The purple porters got better with the steering as time went on. I hated not being able to really see what we were passing, the faces of people we passed or where we were going.  I think there should be a way patients can wear their glasses to the OR. Anyway we eventually made it to our destination.  I was wheeled through a large set of doors into a holding type area where there were about 12 chairs, sporadically filled with patients and loved ones. There was room for two beds. They parked my bed (of course not saying anything to me) and a nearby patient in the chairs asked me why I was so special that I didn't have to walk in like they did. I just smiled and shrugged.

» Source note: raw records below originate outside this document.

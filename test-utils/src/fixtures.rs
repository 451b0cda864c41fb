//! Test fixtures with sample data.
//!
//! Response bodies shaped like the ones a Vault server returns, used by
//! parser and client tests.

use vault_json::{Map, Value};

/// KV v2 read response.
pub const KV_READ_RESPONSE: &str = r#"{
  "request_id": "6a6b7a8c-2f1d-4f7e-9b1a-2c3d4e5f6a7b",
  "lease_id": "",
  "renewable": false,
  "lease_duration": 0,
  "data": {
    "data": {
      "username": "svc-app",
      "password": "s3cr3t\"with\\escapes"
    },
    "metadata": {
      "created_time": "2024-11-02T10:00:00.000000Z",
      "deletion_time": "",
      "destroyed": false,
      "version": 3
    }
  },
  "wrap_info": null,
  "warnings": null,
  "auth": null
}"#;

/// Error body returned with 4xx/5xx statuses.
pub const ERROR_RESPONSE: &str = r#"{"errors":["permission denied"]}"#;

/// Lease renewal response.
pub const LEASE_RENEW_RESPONSE: &str =
    r#"{"lease_id":"database/creds/readonly/abc123","renewable":true,"lease_duration":3600}"#;

/// Documents the parser must reject, with the byte offset of the fault.
pub const MALFORMED_DOCUMENTS: &[(&str, usize)] = &[
    (r#"{"a": }"#, 6),
    ("[1,2,]", 5),
    ("[1 2]", 3),
    (r#"{"a":1,}"#, 7),
    ("[01]", 2),
    ("[1.]", 3),
    ("[-]", 2),
    (r#"["\x"]"#, 3),
    ("[true", 5),
    ("nul", 3),
    ("{} x", 3),
];

/// Request body for a lease renewal.
#[must_use]
pub fn lease_renew_body(lease_id: &str, increment: u64) -> Value {
    let mut map = Map::new();
    map.set("lease_id", Value::from(lease_id));
    map.set("increment", Value::from(increment));
    Value::Object(map)
}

I saw the the purple porters had headed over to a sort of office area with a window.  it looked like some kind of coordination office for the operating area. The louder porter told the lady behind the window that I was there (referring to me by ward and room I believe) and that she was going to get other patients that were next on the list, identifying them in the same way. The lady behind the window quickly told her she couldn't do that yet, not for about another 30 minutes. I thought I heard her say something to the effect of me needing to be gone. I figured they must be talking about my recipient. In a donation like mine we need to be separate ahead of time lest someone change their mind and because of course they want things to be anonymous. If I wasn't sure they were talking about me I certainly was once they all looked over at me at once-hello!! I can see you staring (sort of...blurry but still)! It was a weird feeling being talked about like I wasn't there or I couldn't hear. They nailed down their patient logistics, wrapped up the conversation and off they went.  I tried to get comfortable and waited to see what would happen next.